The central nervous system (CNS) is immune privileged with access to leukocytes being limited. In several neurological diseases, however, infiltration of immune cells from the periphery into the CNS is largely observed and accounts for the increased representation of macrophages within the CNS. In addition to extensive leukocyte infiltration, the activation of microglia is frequently observed. The functions of activated macrophages/microglia within the CNS are complex. In three animal models of multiple sclerosis (MS), namely, experimental autoimmune encephalomyelitis (EAE) and cuprizone- and lysolecithin-induced demyelination, there have been many reported detrimental roles associated with the involvement of macrophages and microglia.

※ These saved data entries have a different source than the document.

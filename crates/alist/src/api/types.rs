//! Wire records returned by the Alist API

use chrono::{DateTime, TimeZone, Utc};
use serde::{Deserialize, Deserializer, Serialize};
use serde_json::Value;

/// JSON envelope wrapping every `/api/*` response
#[derive(Debug, Deserialize)]
pub struct Envelope<T> {
    pub code: i64,
    #[serde(default)]
    pub message: String,
    #[serde(default = "Option::default")]
    pub data: Option<T>,
}

/// A file or directory as reported by `fs/list` and `fs/get`
#[derive(Debug, Clone, PartialEq, Eq, Deserialize)]
pub struct Item {
    pub name: String,
    #[serde(default)]
    pub size: i64,
    #[serde(default)]
    pub is_dir: bool,
    #[serde(default, deserialize_with = "deserialize_modified")]
    pub modified: DateTime<Utc>,
    #[serde(default, deserialize_with = "deserialize_hash_info")]
    pub hash_info: Option<String>,
    #[serde(default)]
    pub raw_url: Option<String>,
}

impl Item {
    pub fn size(&self) -> u64 {
        self.size.max(0) as u64
    }
}

#[derive(Debug, Clone, Default, Deserialize)]
pub struct ListData {
    #[serde(default)]
    pub content: Option<Vec<Item>>,
}

#[derive(Debug, Clone, Deserialize)]
pub struct LoginData {
    pub token: String,
}

#[derive(Debug, Clone, Deserialize)]
pub struct MeData {
    #[serde(default)]
    pub username: String,
}

/// Acknowledgment of `fs/put`. Synchronous uploads usually answer with no
/// data at all.
#[derive(Debug, Clone, Default, Serialize, Deserialize)]
pub struct PutData {
    #[serde(default)]
    pub task: Option<TaskInfo>,
}

#[derive(Debug, Clone, Default, Serialize, Deserialize)]
pub struct TaskInfo {
    #[serde(default)]
    pub id: String,
    #[serde(default)]
    pub name: String,
    #[serde(default)]
    pub status: String,
}

/// Parse a modification time given as Unix seconds or RFC 3339.
///
/// Anything else maps to the Unix epoch.
pub fn parse_modified(raw: &str) -> DateTime<Utc> {
    let raw = raw.trim();
    if raw.is_empty() {
        return DateTime::UNIX_EPOCH;
    }
    if let Ok(secs) = raw.parse::<i64>() {
        return Utc
            .timestamp_opt(secs, 0)
            .single()
            .unwrap_or(DateTime::UNIX_EPOCH);
    }
    match DateTime::parse_from_rfc3339(raw) {
        Ok(time) => time.with_timezone(&Utc),
        Err(e) => {
            tracing::warn!(modified = raw, error = %e, "unparseable modification time");
            DateTime::UNIX_EPOCH
        }
    }
}

/// Extract an MD5 from `hash_info`, which is either a bare hex digest or a
/// JSON object (possibly itself encoded as a string) with an `md5` key.
pub fn parse_hash_info(value: &Value) -> Option<String> {
    let md5 = match value {
        Value::Object(map) => map.get("md5").and_then(Value::as_str).map(str::to_string),
        Value::String(s) => {
            let s = s.trim();
            if s.starts_with('{') {
                serde_json::from_str::<Value>(s)
                    .ok()
                    .and_then(|inner| parse_hash_info(&inner))
            } else if s.is_empty() || s == "null" {
                None
            } else {
                Some(s.to_string())
            }
        }
        _ => None,
    };
    md5.filter(|h| !h.is_empty())
}

fn deserialize_modified<'de, D>(deserializer: D) -> Result<DateTime<Utc>, D::Error>
where
    D: Deserializer<'de>,
{
    let value = Value::deserialize(deserializer)?;
    Ok(match value {
        Value::Number(n) => parse_modified(&n.to_string()),
        Value::String(s) => parse_modified(&s),
        _ => DateTime::UNIX_EPOCH,
    })
}

fn deserialize_hash_info<'de, D>(deserializer: D) -> Result<Option<String>, D::Error>
where
    D: Deserializer<'de>,
{
    let value = Value::deserialize(deserializer)?;
    Ok(parse_hash_info(&value))
}

#[cfg(test)]
mod tests {
    use super::*;

    #[test]
    fn test_parse_modified() {
        assert_eq!(parse_modified("1700000000").timestamp(), 1_700_000_000);
        assert_eq!(
            parse_modified("2024-03-01T12:00:00+08:00").timestamp(),
            1_709_265_600
        );
        assert_eq!(parse_modified(""), DateTime::UNIX_EPOCH);
        assert_eq!(parse_modified("yesterday"), DateTime::UNIX_EPOCH);
    }

    #[test]
    fn test_parse_hash_info() {
        assert_eq!(
            parse_hash_info(&Value::String("deadbeef".into())),
            Some("deadbeef".into())
        );
        assert_eq!(
            parse_hash_info(&Value::String(r#"{"md5":"abc"}"#.into())),
            Some("abc".into())
        );
        assert_eq!(
            parse_hash_info(&serde_json::json!({"md5": "abc", "sha1": "x"})),
            Some("abc".into())
        );
        assert_eq!(parse_hash_info(&serde_json::json!({"sha1": "x"})), None);
        assert_eq!(parse_hash_info(&Value::Null), None);
        assert_eq!(parse_hash_info(&Value::String("null".into())), None);
    }

    #[test]
    fn test_item_decoding() {
        let item: Item = serde_json::from_value(serde_json::json!({
            "name": "f.txt",
            "size": 10,
            "is_dir": false,
            "modified": "2024-01-02T03:04:05Z",
            "hash_info": "{\"md5\":\"deadbeef\"}",
            "raw_url": "http://example.test/d/f.txt",
            "type": 4
        }))
        .unwrap();
        assert_eq!(item.size(), 10);
        assert_eq!(item.hash_info.as_deref(), Some("deadbeef"));
        assert_eq!(item.modified.timestamp(), 1_704_164_645);

        let bare: Item = serde_json::from_value(serde_json::json!({ "name": "d", "is_dir": true }))
            .unwrap();
        assert!(bare.is_dir);
        assert!(bare.hash_info.is_none());
        assert_eq!(bare.modified, DateTime::UNIX_EPOCH);
    }

    #[test]
    fn test_envelope_with_null_data() {
        let env: Envelope<PutData> =
            serde_json::from_str(r#"{"code":200,"message":"success","data":null}"#).unwrap();
        assert_eq!(env.code, 200);
        assert!(env.data.is_none());
    }
}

Such detriments include toxicity to neurons and oligodendrocyte precursor cells, release of proteases, release of inflammatory cytokines and free radicals, and recruitment and reactivation of T lymphocytes in the CNS. Many studies, however, have also reported beneficial roles of macrophages/microglia, including axon regenerative roles, assistance in promoting remyelination, clearance of inhibitory myelin debris, and the release of neurotrophic factors. This review will discuss the evidence supporting the detrimental and beneficial aspects of macrophages/microglia in models of MS, provide a discussion of the mechanisms underlying the dichotomous roles, and describe a few therapies in clinical use in MS that impinge on the activity of macrophages/microglia.